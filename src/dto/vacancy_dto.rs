use chrono::{DateTime, Utc};
use serde::{Deserialize, Serialize};
use utoipa::ToSchema;
use uuid::Uuid;
use validator::Validate;

use crate::dto::skill_dto::{SkillYearsPayload, SkillYearsResponse};
use crate::models::skill::SkillWithYears;
use crate::models::vacancy::Vacancy;
use crate::services::vacancy_service::VacancyList;

#[derive(Debug, Clone, Serialize, Deserialize, Validate, ToSchema)]
pub struct RegisterVacancyPayload {
    #[validate(length(min = 1))]
    pub position_name: String,
    #[validate(length(min = 1))]
    pub company_name: String,
    #[validate(range(min = 0.0))]
    pub salary: f64,
    #[validate(length(min = 1))]
    pub currency: String,
    #[serde(default)]
    #[validate(nested, custom(function = "crate::utils::validation::unique_skill_ids"))]
    pub skills: Vec<SkillYearsPayload>,
}

/// Vacancy fields exposed on listings and recommendations.
#[derive(Debug, Clone, PartialEq, Serialize, Deserialize, ToSchema)]
pub struct VacancySummary {
    pub id: Uuid,
    pub position_name: String,
    pub company_name: String,
    pub salary: f64,
    pub currency: String,
}

#[derive(Debug, Clone, Serialize, Deserialize, ToSchema)]
pub struct VacancyDetailResponse {
    pub id: Uuid,
    pub position_name: String,
    pub company_name: String,
    pub salary: f64,
    pub currency: String,
    pub skills: Vec<SkillYearsResponse>,
    pub created_at: DateTime<Utc>,
    pub updated_at: DateTime<Utc>,
}

#[derive(Debug, Clone, Serialize, Deserialize, ToSchema)]
pub struct VacancyListResponse {
    pub items: Vec<VacancySummary>,
    pub total: i64,
    pub page: i64,
    pub per_page: i64,
    pub total_pages: i64,
}

#[derive(Debug, Clone, Serialize, Deserialize, Default)]
#[serde(default)]
pub struct VacancyListQuery {
    pub page: Option<i64>,
    #[serde(alias = "limit")]
    pub per_page: Option<i64>,
}

impl From<Vacancy> for VacancySummary {
    fn from(value: Vacancy) -> Self {
        Self {
            id: value.id,
            position_name: value.position_name,
            company_name: value.company_name,
            salary: value.salary,
            currency: value.currency,
        }
    }
}

impl VacancyDetailResponse {
    pub fn new(vacancy: Vacancy, skills: Vec<SkillWithYears>) -> Self {
        Self {
            id: vacancy.id,
            position_name: vacancy.position_name,
            company_name: vacancy.company_name,
            salary: vacancy.salary,
            currency: vacancy.currency,
            skills: skills.into_iter().map(Into::into).collect(),
            created_at: vacancy.created_at,
            updated_at: vacancy.updated_at,
        }
    }
}

impl From<VacancyList> for VacancyListResponse {
    fn from(value: VacancyList) -> Self {
        Self {
            items: value.items.into_iter().map(Into::into).collect(),
            total: value.total,
            page: value.page,
            per_page: value.per_page,
            total_pages: value.total_pages,
        }
    }
}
● ● ● ● ● ● ●
▶ [Exercise goal]
For the listing above, identify each line bearing "collect".

▶ [Exercise result]
            skills: skills.into_iter().map(Into::into).collect(),
            items: value.items.into_iter().map(Into::into).collect(),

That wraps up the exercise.